■ Exercise aim ■
Your job with the data below is to output exactly the lines from the one holding "how the SSD" down to the one holding "let size = params.input_size as usize;", both included, and no others.

■ Recorded information ■
========

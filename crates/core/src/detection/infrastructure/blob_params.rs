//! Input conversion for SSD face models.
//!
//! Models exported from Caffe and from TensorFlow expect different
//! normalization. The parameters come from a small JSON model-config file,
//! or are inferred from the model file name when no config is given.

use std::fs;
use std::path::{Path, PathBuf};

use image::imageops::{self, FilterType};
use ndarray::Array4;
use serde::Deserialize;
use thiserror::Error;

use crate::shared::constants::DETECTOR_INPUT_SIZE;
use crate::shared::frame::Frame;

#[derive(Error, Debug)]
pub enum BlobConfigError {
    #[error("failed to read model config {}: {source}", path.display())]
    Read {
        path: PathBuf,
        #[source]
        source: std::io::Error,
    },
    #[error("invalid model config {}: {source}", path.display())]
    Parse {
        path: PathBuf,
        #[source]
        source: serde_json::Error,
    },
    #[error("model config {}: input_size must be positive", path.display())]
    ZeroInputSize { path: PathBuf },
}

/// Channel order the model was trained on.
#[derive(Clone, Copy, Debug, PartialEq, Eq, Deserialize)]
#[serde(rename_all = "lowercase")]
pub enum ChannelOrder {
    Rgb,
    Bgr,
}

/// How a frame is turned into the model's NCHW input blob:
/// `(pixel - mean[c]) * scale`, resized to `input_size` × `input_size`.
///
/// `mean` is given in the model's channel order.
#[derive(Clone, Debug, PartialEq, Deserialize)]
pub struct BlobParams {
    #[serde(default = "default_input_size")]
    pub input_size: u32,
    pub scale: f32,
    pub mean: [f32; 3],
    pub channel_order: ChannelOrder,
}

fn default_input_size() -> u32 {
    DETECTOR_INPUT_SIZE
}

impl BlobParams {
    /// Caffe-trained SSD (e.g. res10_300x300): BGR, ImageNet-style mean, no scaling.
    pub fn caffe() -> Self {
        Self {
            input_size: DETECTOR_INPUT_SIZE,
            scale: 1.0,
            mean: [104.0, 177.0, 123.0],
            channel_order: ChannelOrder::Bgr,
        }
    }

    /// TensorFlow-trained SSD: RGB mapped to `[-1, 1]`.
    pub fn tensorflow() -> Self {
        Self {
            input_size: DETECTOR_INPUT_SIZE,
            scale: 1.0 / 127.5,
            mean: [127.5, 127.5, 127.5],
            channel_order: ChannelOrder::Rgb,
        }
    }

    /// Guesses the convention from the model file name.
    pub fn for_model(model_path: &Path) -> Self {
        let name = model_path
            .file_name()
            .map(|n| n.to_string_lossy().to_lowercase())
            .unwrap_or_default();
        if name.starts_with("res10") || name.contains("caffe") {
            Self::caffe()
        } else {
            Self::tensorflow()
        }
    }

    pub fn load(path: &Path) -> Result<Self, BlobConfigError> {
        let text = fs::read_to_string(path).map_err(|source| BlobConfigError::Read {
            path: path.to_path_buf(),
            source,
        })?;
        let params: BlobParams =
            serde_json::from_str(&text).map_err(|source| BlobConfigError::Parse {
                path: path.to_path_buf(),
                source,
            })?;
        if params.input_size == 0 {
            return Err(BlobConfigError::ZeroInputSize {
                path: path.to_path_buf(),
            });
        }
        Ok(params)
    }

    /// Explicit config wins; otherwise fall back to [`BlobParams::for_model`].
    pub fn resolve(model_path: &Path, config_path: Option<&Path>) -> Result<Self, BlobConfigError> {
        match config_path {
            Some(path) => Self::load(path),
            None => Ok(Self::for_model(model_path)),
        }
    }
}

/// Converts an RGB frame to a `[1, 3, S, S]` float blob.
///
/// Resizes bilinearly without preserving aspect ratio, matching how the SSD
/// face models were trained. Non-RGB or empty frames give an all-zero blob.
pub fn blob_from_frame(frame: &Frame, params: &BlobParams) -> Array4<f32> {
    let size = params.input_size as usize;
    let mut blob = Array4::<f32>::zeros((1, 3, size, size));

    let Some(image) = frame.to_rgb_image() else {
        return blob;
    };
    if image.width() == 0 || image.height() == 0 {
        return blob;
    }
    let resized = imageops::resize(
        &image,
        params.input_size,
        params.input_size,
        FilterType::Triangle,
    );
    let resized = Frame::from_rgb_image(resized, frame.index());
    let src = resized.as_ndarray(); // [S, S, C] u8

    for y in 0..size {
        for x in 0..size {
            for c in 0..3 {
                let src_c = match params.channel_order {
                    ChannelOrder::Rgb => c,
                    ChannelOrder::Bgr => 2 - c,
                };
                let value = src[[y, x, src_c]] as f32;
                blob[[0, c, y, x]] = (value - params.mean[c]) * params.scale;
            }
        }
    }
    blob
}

========

■ Exercise solution ■
/// Resizes bilinearly without preserving aspect ratio, matching how the SSD
/// face models were trained. Non-RGB or empty frames give an all-zero blob.
pub fn blob_from_frame(frame: &Frame, params: &BlobParams) -> Array4<f32> {
    let size = params.input_size as usize;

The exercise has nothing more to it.